Since 1991, the average retirement age has gone up from 57. The trend is steady and goes one way: Americans are working longer than they did decades ago. Between 2002 and 2007, 76% of adults between 65 and 69 were already retired.
Between 2016 and 2022, that share dropped to 70%. Early retirement has also fallen. People leaving work between 50 and 54 went from 9% of the total to 6%. Those retiring between 55 and 59 dropped from 19% to 11%.
Let’s Talk About the SSA Full Retirement Age
The Social Security Administration’s full retirement age is 67 for people born in 1960 or later. Retire before that, and your monthly check gets permanently cut. Someone who starts collecting at 62 gets 25% to 30% less than if they’d waited until 67. Medicare eligibility kicks in at 65, which makes that age a practical milestone for a lot of workers.

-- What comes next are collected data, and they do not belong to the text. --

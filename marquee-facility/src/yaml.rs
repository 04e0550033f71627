//! YAML fixture loading.
//!
//! Seed data lives as one YAML file per cinema, with rooms, equipment, and
//! inventory nested under it. The loader only parses; inserting the rows is
//! the persistence layer's job.

use std::path::Path;

use serde::{Deserialize, Serialize};
use thiserror::Error;

use crate::types::{
    EquipmentCategory, EquipmentStatus, PreventiveSchedule, ProjectorLamp, RoomStatus, Seating,
};

#[derive(Debug, Error)]
pub enum FixtureError {
    #[error("I/O error reading {path}: {source}")]
    Io {
        path: String,
        source: std::io::Error,
    },
    #[error("YAML parse error in {path}: {source}")]
    Parse {
        path: String,
        source: serde_yml::Error,
    },
    #[error("Fixture directory not found: {0}")]
    DirNotFound(String),
}

/// A cinema with its nested seed data, as read from one fixture file.
#[derive(Debug, Clone, Serialize, Deserialize)]
pub struct CinemaFixture {
    pub name: String,
    pub location: String,
    #[serde(default)]
    pub rooms: Vec<RoomFixture>,
    #[serde(default)]
    pub inventory: Vec<InventoryFixture>,
}

#[derive(Debug, Clone, Serialize, Deserialize)]
pub struct RoomFixture {
    #[serde(default)]
    pub name: Option<String>,
    #[serde(default)]
    pub location: Option<String>,
    #[serde(default)]
    pub status: RoomStatus,
    #[serde(default)]
    pub status_reason: Option<String>,
    #[serde(default)]
    pub screen_type: Option<String>,
    #[serde(default)]
    pub sound_system: Option<String>,
    #[serde(default)]
    pub seating: Option<Seating>,
    #[serde(default)]
    pub lamp: Option<ProjectorLamp>,
    #[serde(default)]
    pub preventive: PreventiveSchedule,
    #[serde(default)]
    pub equipment: Vec<EquipmentFixture>,
}

#[derive(Debug, Clone, Serialize, Deserialize)]
pub struct EquipmentFixture {
    pub name: String,
    pub description: String,
    pub category: EquipmentCategory,
    #[serde(default)]
    pub status: EquipmentStatus,
    #[serde(default)]
    pub ip_address: Option<String>,
    #[serde(default)]
    pub install_date: Option<i64>,
    #[serde(default)]
    pub cost: Option<f64>,
    #[serde(default)]
    pub next_maintenance: Option<i64>,
    #[serde(default)]
    pub serial_number: Option<String>,
    #[serde(default)]
    pub model: Option<String>,
    #[serde(default)]
    pub manufacturer: Option<String>,
    #[serde(default)]
    pub lumens: Option<i64>,
    #[serde(default)]
    pub resolution: Option<String>,
    #[serde(default)]
    pub lamp_hours: Option<i64>,
    #[serde(default)]
    pub max_lamp_hours: Option<i64>,
    #[serde(default)]
    pub channels: Option<i64>,
    #[serde(default)]
    pub power: Option<i64>,
    #[serde(default)]
    pub frequency: Option<String>,
    #[serde(default)]
    pub capacity_btu: Option<i64>,
    #[serde(default)]
    pub temperature_range: Option<String>,
    #[serde(default)]
    pub mac_address: Option<String>,
    #[serde(default)]
    pub ip_range: Option<String>,
    #[serde(default)]
    pub port_count: Option<i64>,
}

#[derive(Debug, Clone, Serialize, Deserialize)]
pub struct InventoryFixture {
    pub name: String,
    #[serde(default)]
    pub description: Option<String>,
    #[serde(default)]
    pub quantity: Option<i64>,
    #[serde(default)]
    pub category: Option<String>,
    #[serde(default)]
    pub location: Option<String>,
    #[serde(default)]
    pub min_quantity: Option<i64>,
    #[serde(default)]
    pub cost: Option<f64>,
    #[serde(default)]
    pub supplier: Option<String>,
    #[serde(default)]
    pub notes: Option<String>,
}

/// Load every `.yaml`/`.yml` file in `dir`, one `CinemaFixture` per file,
/// sorted by file name so seeding is deterministic.
pub fn load_fixtures(dir: &Path) -> Result<Vec<CinemaFixture>, FixtureError> {
    if !dir.is_dir() {
        return Err(FixtureError::DirNotFound(dir.display().to_string()));
    }

    let mut entries: Vec<_> = std::fs::read_dir(dir)
        .map_err(|e| FixtureError::Io {
            path: dir.display().to_string(),
            source: e,
        })?
        .filter_map(|e| e.ok())
        .filter(|e| {
            e.path()
                .extension()
                .is_some_and(|ext| ext == "yaml" || ext == "yml")
        })
        .collect();
    entries.sort_by_key(|e| e.file_name());

    let mut fixtures = Vec::new();
    for entry in entries {
        let path = entry.path();
        let contents = std::fs::read_to_string(&path).map_err(|e| FixtureError::Io {
            path: path.display().to_string(),
            source: e,
        })?;
        let fixture: CinemaFixture =
            serde_yml::from_str(&contents).map_err(|e| FixtureError::Parse {
                path: path.display().to_string(),
                source: e,
            })?;
        fixtures.push(fixture);
    }

    Ok(fixtures)
}
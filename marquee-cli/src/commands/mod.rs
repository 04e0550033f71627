pub(crate) mod cinema;
pub(crate) mod config;
pub(crate) mod equipment;
pub(crate) mod event;
pub(crate) mod history;
pub(crate) mod impact;
pub(crate) mod inventory;
pub(crate) mod record;
pub(crate) mod report;
pub(crate) mod reset;
pub(crate) mod room;
pub(crate) mod seed;
pub(crate) mod setting;
pub(crate) mod stats;
pub(crate) mod task;

use std::path::PathBuf;

use marquee_facility::time::{format_date, now_ms, parse_date_ms, parse_datetime_ms};
use marquee_facility::types::{Cinema, Room, Seating};
use marquee_db::Connection;

use crate::error::CliError;
use crate::settings::resolve_db_path;

/// Resolve the database path and open (creating parent directories and the
/// schema as needed).
pub(crate) fn open_connection(db_override: Option<PathBuf>) -> Result<Connection, CliError> {
    let path = resolve_db_path(db_override);
    if let Some(parent) = path.parent() {
        if !parent.as_os_str().is_empty() {
            std::fs::create_dir_all(parent)?;
        }
    }
    log::debug!("Opening database at {}", path.display());
    Ok(marquee_db::open_database(&path)?)
}

pub(crate) fn require_cinema(conn: &Connection, id: i64) -> Result<Cinema, CliError> {
    marquee_db::get_cinema(conn, id)?
        .ok_or_else(|| CliError::invalid(format!("Cinema {id} not found")))
}

pub(crate) fn require_room(conn: &Connection, id: i64) -> Result<Room, CliError> {
    marquee_db::get_room(conn, id)?
        .ok_or_else(|| CliError::invalid(format!("Room {id} not found")))
}

/// Parse "standard,premium,vip" seat counts.
pub(crate) fn parse_seating(s: &str) -> Result<Seating, CliError> {
    let parts: Vec<&str> = s.split(',').map(str::trim).collect();
    if parts.len() != 3 {
        return Err(CliError::invalid(format!(
            "invalid seating '{s}' (expected standard,premium,vip)"
        )));
    }
    let mut counts = [0u32; 3];
    for (slot, part) in counts.iter_mut().zip(&parts) {
        *slot = part
            .parse()
            .map_err(|_| CliError::invalid(format!("invalid seat count '{part}'")))?;
    }
    Ok(Seating {
        standard: counts[0],
        premium: counts[1],
        vip: counts[2],
    })
}

/// Parse an optional YYYY-MM-DD argument.
pub(crate) fn opt_date_arg(arg: Option<&str>) -> Result<Option<i64>, CliError> {
    arg.map(parse_date_ms).transpose().map_err(Into::into)
}

/// Parse an optional YYYY-MM-DD argument, defaulting to now.
pub(crate) fn date_arg_or_now(arg: Option<&str>) -> Result<i64, CliError> {
    match arg {
        Some(s) => Ok(parse_date_ms(s)?),
        None => Ok(now_ms()),
    }
}

/// Parse an optional "YYYY-MM-DD HH:MM" argument.
pub(crate) fn opt_datetime_arg(arg: Option<&str>) -> Result<Option<i64>, CliError> {
    arg.map(parse_datetime_ms).transpose().map_err(Into::into)
}

/// Display helper: optional text as-is or a dash.
pub(crate) fn dash(value: Option<&str>) -> &str {
    match value {
        Some(v) if !v.is_empty() => v,
        _ => "-",
    }
}

/// Display helper: optional epoch-ms date or a dash.
pub(crate) fn dash_date(ms: Option<i64>) -> String {
    match ms {
        Some(ms) => format_date(ms),
        None => "-".to_string(),
    }
}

There are big differences by state:
-
The lowest average is in Alaska and West Virginia, where people retire at 61.
-
On the other end, South Dakota, Massachusetts, and Hawaii have averages of 66.
-
Washington D.C. hits 67.
States with more manual labor and manufacturing tend to see earlier retirements.
What Retirees Have Actually Saved in America
Retirement savings vary a lot depending on who’s measuring and how. The Federal Reserve’s Survey of Consumer Finances — the go-to source here — shows that households headed by someone 65 to 74 have an average of $609,230 in retirement accounts. But the median is $200,000.
That difference isn’t just a technical detail. The average gets pulled up by a small group of very wealthy Americans. The median gives you the real middle — half of households have more, half have less.
For the 55 to 64 group — those closest to retirement — the average is $537,560 and the median is $185,000. For people over 75, both numbers fall: average down to $462,410, median down to $130,000. That’s what happens when you start spending down what you saved.
Vanguard’s numbers, based on nearly five million participants in defined-contribution plans at the end of 2024, look different because they only track those types of accounts. For over-65s in their client base, the average balance is $299,442 and the median is $95,425. Fidelity, also with late-2024 data, reports that baby boomers — the generation retiring in bulk right now — have an average of $249,300 in 401(k) accounts and $257,002 in IRAs.
Social Security as the Backbone
Given all that, Social Security is the most widely used support system. Roughly 90% of people over 65 get benefits. The average monthly payment for retired workers in 2025 is $1,976. That’s about 30% of older adults’ total income. But for a big chunk of the population, it’s way more than that: 37% of men and 42% of women on Social Security rely on it for more than half their monthly income.
The “magic number” — what Americans think they need to retire comfortably — hit $1.46 million in 2026, up from $1.26 million in 2025. The gap between that wishful thinking and actual balances is huge across pretty much every age group. Only about 10% of retirees have $1 million or more in retirement accounts.
More than half of current workers — 59% — plan to keep working in some form during retirement, either part-time or occasionally. Among people already retired, 34% say they work part-time to bring in extra cash, according to a Goldman Sachs survey. The bottom line: a fully retired, financially self-sufficient life isn’t something most Americans’ savings can guarantee on their own.